PostWed Jul 09, 2014 11:31 am

Keep in mind that there are different forms of streaming distribution models.

There's the Netflix, Hulu, Warner Archive streaming or Amazon Prime model of paying a set amount for "all you can watch". With those, they're more like having access to customized cable channels - the distributors (Netflix, Amazon) are licensing material from studios for a set period of time. Things will come and go, depending on the deals they can make. The studios will usually license packages of films or tv shows and not individual titles, so you'll see a whole group of things pop up or disappear at once.

Another model is streaming rental, usually paying a small amount for a 24 hour access window to a particular piece of content, something you see on Sony's Playstation store or Amazon. These services also let you "own" some titles. Again, things come and go on these services.

Many, but not all of the studios, have gotten behind a standard called Ultraviolet for streaming/downloads that you "own". The idea here is that you can get an Ultraviolet download as a bonus with a dvd or blu-ray or purchase it outright. Once you purchase it, the license is carried across different Ultraviolet vendors - Vudu and Flixster being the most common - and is a more permanent ownership option.

At least some of the studios are understanding that some video enthusiasts want an option that makes purchase of a favorite movie in streaming/download format more attractive. Ultraviolet is a way to overcome the way that films come and go from different services. It's a way for them to maintain DRM on the content and sell video content without maintaining inventory, while still allowing more permanent "ownership" for consumers.

Purchased downloads are still a tough sell, though. An Ultraviolet download in hi-def from the major services will set you back anywhere from $13.99 to $17.99 or even more for a vintage title, the same price you'd pay for a blu-ray of a similar catalogue film. There are many desirable vintage films available for streaming purchase in hi-def that have never been released on blu-ray and might not be, unfortunately.

I'm taking a wait and see attitude, using streaming services as a supplement to my video collection, purchasing some that are available in hi-def, but not released on blu-ray, if they're more obscure and don't stand much of a chance of getting a blu-ray release. If I have a film I care about, I'm not getting rid of the physical media if I've got it. A service like Netflix or Warner Archives Streaming is a good way to check out titles you want to see, but not necessarily own, or a way to audition something you might add to your permanent collection.

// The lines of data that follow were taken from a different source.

//! Recovery policy configuration and loading
//!
//! ## Loading Strategy
//! 1. Start from the built-in defaults
//! 2. If a file is given, replace them with its contents (fields missing
//!    from the file keep their defaults)
//! 3. Apply `INSPECTRA_RECOVERY_*` environment overrides
//! 4. Validate the result
//!
//! ## Environment Variables
//! - `INSPECTRA_RECOVERY_MAX_RETRIES`: Retries after the first attempt
//! - `INSPECTRA_RECOVERY_BASE_DELAY_MS`: Delay before the first retry
//! - `INSPECTRA_RECOVERY_MAX_DELAY_MS`: Cap on any single retry delay
//! - `INSPECTRA_RECOVERY_BACKOFF_FACTOR`: Per-retry delay multiplier
//! - `INSPECTRA_RECOVERY_FAILURE_THRESHOLD`: Failures before the circuit
//!   opens
//! - `INSPECTRA_RECOVERY_RESET_TIMEOUT_MS`: Cooldown before a half-open
//!   probe
//! - `INSPECTRA_RECOVERY_MONITORING_PERIOD_MS`: Reserved failure window
//! - `INSPECTRA_RECOVERY_NOTIFICATIONS`: Whether user-facing notifications
//!   are raised (true/false)
//!
//! ## File Formats
//! TOML and JSON, detected by file extension:
//!
//! ```toml
//! enable_notifications = false
//!
//! [retry]
//! max_retries = 2
//! base_delay_ms = 500
//!
//! [circuit_breaker]
//! failure_threshold = 3
//! reset_timeout_ms = 30000
//! ```

use std::path::Path;
use std::str::FromStr;
use std::time::Duration;

use serde::{Deserialize, Serialize};
use tracing::{debug, info};

use crate::circuit_breaker::CircuitBreakerConfig;
use crate::constants::ENV_PREFIX;
use crate::error::{ConfigError, ConfigResult};
use crate::retry::RetryConfig;

/// Options for a complete recovery policy.
#[derive(Debug, Clone, PartialEq, Serialize, Deserialize)]
#[serde(default)]
pub struct RecoveryOptions {
    /// Raise toast-style notifications from the default hooks and handlers
    pub enable_notifications: bool,
    pub retry: RetryConfig,
    pub circuit_breaker: CircuitBreakerConfig,
}

impl Default for RecoveryOptions {
    fn default() -> Self {
        Self {
            enable_notifications: true,
            retry: RetryConfig::default(),
            circuit_breaker: CircuitBreakerConfig::default(),
        }
    }
}

impl RecoveryOptions {
    pub fn validate(&self) -> ConfigResult<()> {
        self.retry.validate()?;
        self.circuit_breaker.validate()
    }

    pub fn from_toml_str(contents: &str) -> ConfigResult<Self> {
        toml::from_str(contents)
            .map_err(|e| ConfigError::Parse { format: "TOML", message: e.to_string() })
    }

    pub fn from_json_str(contents: &str) -> ConfigResult<Self> {
        serde_json::from_str(contents)
            .map_err(|e| ConfigError::Parse { format: "JSON", message: e.to_string() })
    }

    /// Read options from a `.toml` or `.json` file.
    ///
    /// # Errors
    /// Returns [`ConfigError::UnsupportedFormat`] for any other extension,
    /// [`ConfigError::Read`] if the file cannot be read and
    /// [`ConfigError::Parse`] if its contents are malformed.
    pub fn load_from_file(path: impl AsRef<Path>) -> ConfigResult<Self> {
        let path = path.as_ref();
        let extension = path.extension().and_then(|e| e.to_str()).unwrap_or_default();

        let parse: fn(&str) -> ConfigResult<Self> = match extension {
            "toml" => Self::from_toml_str,
            "json" => Self::from_json_str,
            _ => return Err(ConfigError::UnsupportedFormat { path: path.to_path_buf() }),
        };

        info!(path = %path.display(), "Loading recovery configuration from file");

        let contents = std::fs::read_to_string(path)
            .map_err(|source| ConfigError::Read { path: path.to_path_buf(), source })?;

        parse(&contents)
    }

    /// Apply `INSPECTRA_RECOVERY_*` overrides from the process environment
    pub fn apply_env_overrides(&mut self) -> ConfigResult<()> {
        self.apply_overrides_from(|key| std::env::var(key).ok())
    }

    /// Apply overrides using `lookup` in place of the process environment.
    ///
    /// `lookup` receives full variable names, prefix included.
    pub fn apply_overrides_from<F>(&mut self, lookup: F) -> ConfigResult<()>
    where
        F: Fn(&str) -> Option<String>,
    {
        let var = |suffix: &str| {
            let key = format!("{ENV_PREFIX}{suffix}");
            lookup(&key).map(|value| (key, value))
        };

        if let Some((key, value)) = var("MAX_RETRIES") {
            self.retry.max_retries = parse_env(&key, &value)?;
        }
        if let Some((key, value)) = var("BASE_DELAY_MS") {
            self.retry.base_delay = Duration::from_millis(parse_env(&key, &value)?);
        }
        if let Some((key, value)) = var("MAX_DELAY_MS") {
            self.retry.max_delay = Duration::from_millis(parse_env(&key, &value)?);
        }
        if let Some((key, value)) = var("BACKOFF_FACTOR") {
            self.retry.backoff_factor = parse_env(&key, &value)?;
        }
        if let Some((key, value)) = var("FAILURE_THRESHOLD") {
            self.circuit_breaker.failure_threshold = parse_env(&key, &value)?;
        }
        if let Some((key, value)) = var("RESET_TIMEOUT_MS") {
            self.circuit_breaker.reset_timeout = Duration::from_millis(parse_env(&key, &value)?);
        }
        if let Some((key, value)) = var("MONITORING_PERIOD_MS") {
            self.circuit_breaker.monitoring_period =
                Duration::from_millis(parse_env(&key, &value)?);
        }
        if let Some((key, value)) = var("NOTIFICATIONS") {
            self.enable_notifications = parse_bool(&key, &value)?;
        }

        Ok(())
    }
}

/// Load options: defaults, then `path` if given, then environment
/// overrides, then validation.
pub fn load(path: Option<&Path>) -> ConfigResult<RecoveryOptions> {
    let mut options = match path {
        Some(path) => RecoveryOptions::load_from_file(path)?,
        None => {
            debug!("No recovery configuration file given, using defaults");
            RecoveryOptions::default()
        }
    };

    options.apply_env_overrides()?;
    options.validate()?;
    Ok(options)
}

fn parse_env<T: FromStr>(key: &str, value: &str) -> ConfigResult<T> {
    value
        .trim()
        .parse()
        .map_err(|_| ConfigError::Env { variable: key.to_string(), value: value.to_string() })
}

/// Accepts `1`/`0`, `true`/`false`, `yes`/`no`, `on`/`off` (case-insensitive)
fn parse_bool(key: &str, value: &str) -> ConfigResult<bool> {
    match value.trim().to_ascii_lowercase().as_str() {
        "1" | "true" | "yes" | "on" => Ok(true),
        "0" | "false" | "no" | "off" => Ok(false),
        _ => Err(ConfigError::Env { variable: key.to_string(), value: value.to_string() }),
    }
}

I think eventually the same thing will happen to movies and tv that's happened with the music business. Works by major artists stay in print on physical media, but more esoteric titles have gone either to print on demand or download purchase only.

A good example would be the Monkees catalogue - Rhino is in the process of releasing all of their albums as collectable box sets with three or four cds containing outtakes and extras. The word from the company is that will probably be the last release of all of the group's albums on physical media, though some of the more popular albums by the Monkees might stay in print on cd as single disc releases.

Consider a cult movie like "The Loved One" by Tony Richardson. Warners released it on a pressed dvd several years ago, but that's out of print and it's only available now as a print on demand dvd. They also have a hi-def version available on Ultraviolet-Vudu, but no plans for a blu-ray release.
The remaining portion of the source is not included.